Despite the numerous barriers those from LSE backgrounds may face when entering the legal profession, the qualitative data suggests they remain hindered by their background throughout their career.
The interviews found that many of the participants perceived the working culture at city firms to be “elitist” and that they had struggled to adapt to the landscape and subtle customs.
The findings suggested that there was often a feeling by participants of needing to adapt in order to “fit in”, whether that be by changing or losing a regional accent or feigning interest in certain subjects or hobbies.
This feeling of needing to change certain characteristics or personality traits resulted in a feeling of alienation within their peer group, more commonly known as “impostor syndrome”.
Participants commented on feeling less inclined to engage in conversation, socialise and ultimately losing confidence in themselves and their abilities.
Commenting upon the issue Nik Miller, chief executive of the Bridge Group, said:
“Many lawyers from poorer backgrounds struggled to feel comfortable enough at work to show their strengths. A lot of people whom we interview say that what you need to get ahead is confidence and gravitas. Those are contextual qualities. If you’re in a dominant culture that feels deeply unfamiliar, evidencing those qualities is more challenging.”
Evidence on this topic has also suggested that those who qualify from LSE backgrounds are held back in comparison to their middle-class counterparts. Sadly, this is not a new phenomenon.
A 2010 Legal Services Board report found that socio-economic factors were a continuing contributing factor to an individual’s ability to progress within a firm.
The report highlighted that within a survey of magic circle law firm statistics indicated that the 2009 partners were as equally as likely to have been privately educated as partners twenty years earlier (around 70%).

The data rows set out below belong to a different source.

//! Streamable HTTP downstream transport: one long-lived POST whose request
//! body is a stream of newline-delimited JSON-RPC requests and whose
//! response body is the matching stream of responses.

use std::io;
use std::sync::atomic::AtomicI64;
use std::sync::atomic::Ordering;

use bytes::Bytes;
use futures::StreamExt;
use futures::TryStreamExt;
use futures::channel::mpsc;
use futures::stream::BoxStream;
use reqwest::header::CONTENT_TYPE;
use reqwest::header::HeaderMap;
use serde_json::Value;
use serde_json::json;
use tokio::io::AsyncBufReadExt;
use tokio::io::BufReader;
use tokio_util::io::StreamReader;
use tracing::debug;
use tracing::info;

use crate::error::BridgeErr;
use crate::error::Result;
use crate::jsonrpc::JSONRPC_VERSION;

type ResponseLines =
    tokio::io::Lines<BufReader<StreamReader<BoxStream<'static, io::Result<Bytes>>, Bytes>>>;

pub struct StreamableHttpTransport {
    requests: mpsc::UnboundedSender<io::Result<Bytes>>,
    responses: ResponseLines,
    tools: Vec<Value>,
    next_id: AtomicI64,
}

impl StreamableHttpTransport {
    /// Opens the bidirectional stream and drives the handshake explicitly:
    /// `initialize`, then `tools/list`, caching the tool list.
    pub async fn connect(
        base_url: &str,
        path: &str,
        headers: HeaderMap,
        protocol_version: &str,
    ) -> Result<Self> {
        let url = format!("{base_url}{path}");
        info!("connecting via Streamable HTTP: {url}");

        let client = reqwest::Client::builder()
            .default_headers(headers)
            .build()?;

        let (requests, request_rx) = mpsc::unbounded::<io::Result<Bytes>>();

        // Queue the handshake before the request is sent so the server
        // sees `initialize` as soon as the connection opens.
        send_line(
            &requests,
            &json!({
                "jsonrpc": JSONRPC_VERSION,
                "id": 1,
                "method": "initialize",
                "params": {
                    "protocolVersion": protocol_version,
                    "capabilities": {},
                    "clientInfo": {
                        "name": "relay-mcp-bridge",
                        "version": env!("CARGO_PKG_VERSION"),
                    },
                },
            }),
        )?;
        send_line(
            &requests,
            &json!({
                "jsonrpc": JSONRPC_VERSION,
                "id": 2,
                "method": "tools/list",
                "params": {},
            }),
        )?;

        let response = client
            .post(&url)
            .header(CONTENT_TYPE, "application/json")
            .body(reqwest::Body::wrap_stream(request_rx))
            .send()
            .await?;
        let status = response.status();
        if !status.is_success() {
            let body = response.text().await.unwrap_or_default();
            return Err(BridgeErr::UnexpectedStatus(status, body));
        }
        info!("Streamable HTTP stream opened (status {status})");

        let byte_stream: BoxStream<'static, io::Result<Bytes>> = response
            .bytes_stream()
            .map_err(io::Error::other)
            .boxed();
        let mut responses = BufReader::new(StreamReader::new(byte_stream)).lines();

        let init_response = read_response(&mut responses).await?;
        let server_name = init_response
            .get("result")
            .and_then(|result| result.get("serverInfo"))
            .and_then(|info| info.get("name"))
            .and_then(Value::as_str)
            .unwrap_or("unknown");
        info!("server initialized: {server_name}");

        let tools_response = read_response(&mut responses).await?;
        let tools = tools_response
            .get("result")
            .and_then(|result| result.get("tools"))
            .and_then(Value::as_array)
            .cloned()
            .unwrap_or_default();
        info!("discovered {} tools", tools.len());

        Ok(Self {
            requests,
            responses,
            tools,
            next_id: AtomicI64::new(3),
        })
    }

    pub fn tools(&self) -> Vec<Value> {
        self.tools.clone()
    }

    /// Responses arrive on the single ordered stream, and the bridge
    /// serialises its requests, so the next line answers this call.
    pub async fn call_tool(&mut self, name: &str, arguments: Value) -> Result<Value> {
        debug!("calling tool '{name}' over Streamable HTTP transport");
        let id = self.next_id.fetch_add(1, Ordering::Relaxed);
        send_line(
            &self.requests,
            &json!({
                "jsonrpc": JSONRPC_VERSION,
                "id": id,
                "method": "tools/call",
                "params": { "name": name, "arguments": arguments },
            }),
        )?;

        let response = read_response(&mut self.responses).await?;
        if let Some(error) = response.get("error") {
            return Err(BridgeErr::Protocol(error.to_string()));
        }
        Ok(response.get("result").cloned().unwrap_or_else(|| json!({})))
    }
}

fn send_line(tx: &mpsc::UnboundedSender<io::Result<Bytes>>, frame: &Value) -> Result<()> {
    let mut line = serde_json::to_string(frame)?;
    line.push('\n');
    tx.unbounded_send(Ok(Bytes::from(line)))
        .map_err(|_| BridgeErr::StreamClosed)
}

async fn read_response(lines: &mut ResponseLines) -> Result<Value> {
    loop {
        match lines.next_line().await? {
            Some(line) => {
                let line = line.trim();
                if line.is_empty() {
                    continue;
                }
                return Ok(serde_json::from_str(line)?);
            }
            None => return Err(BridgeErr::StreamClosed),
        }
    }
}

This theory has also been supported in alternative research.
In a recent report compiled using data obtained from several city firms, it was found that trainees from a LSE background were far less likely to progress any further than the level of associate when compared to their more affluent peers and – more shockingly – were in fact more likely to leave the firm altogether.
In an article in The Telegraph from June 2018, a former solicitor and now headteacher, Mouhssin Ismail, outlined how he had left the profession after just four years: “I simply didn’t have the social and cultural capital or connections that the large majority of people in city law firms could boast”.
The profession is at risk of losing out on a significant wealth of talent due to certain working cultures, which can lead to some employees feeling ostracised.
The profession should be collecting the best talent from all walks of life. Until the issues highlighted are addressed, it will continue to suffer unnecessarily.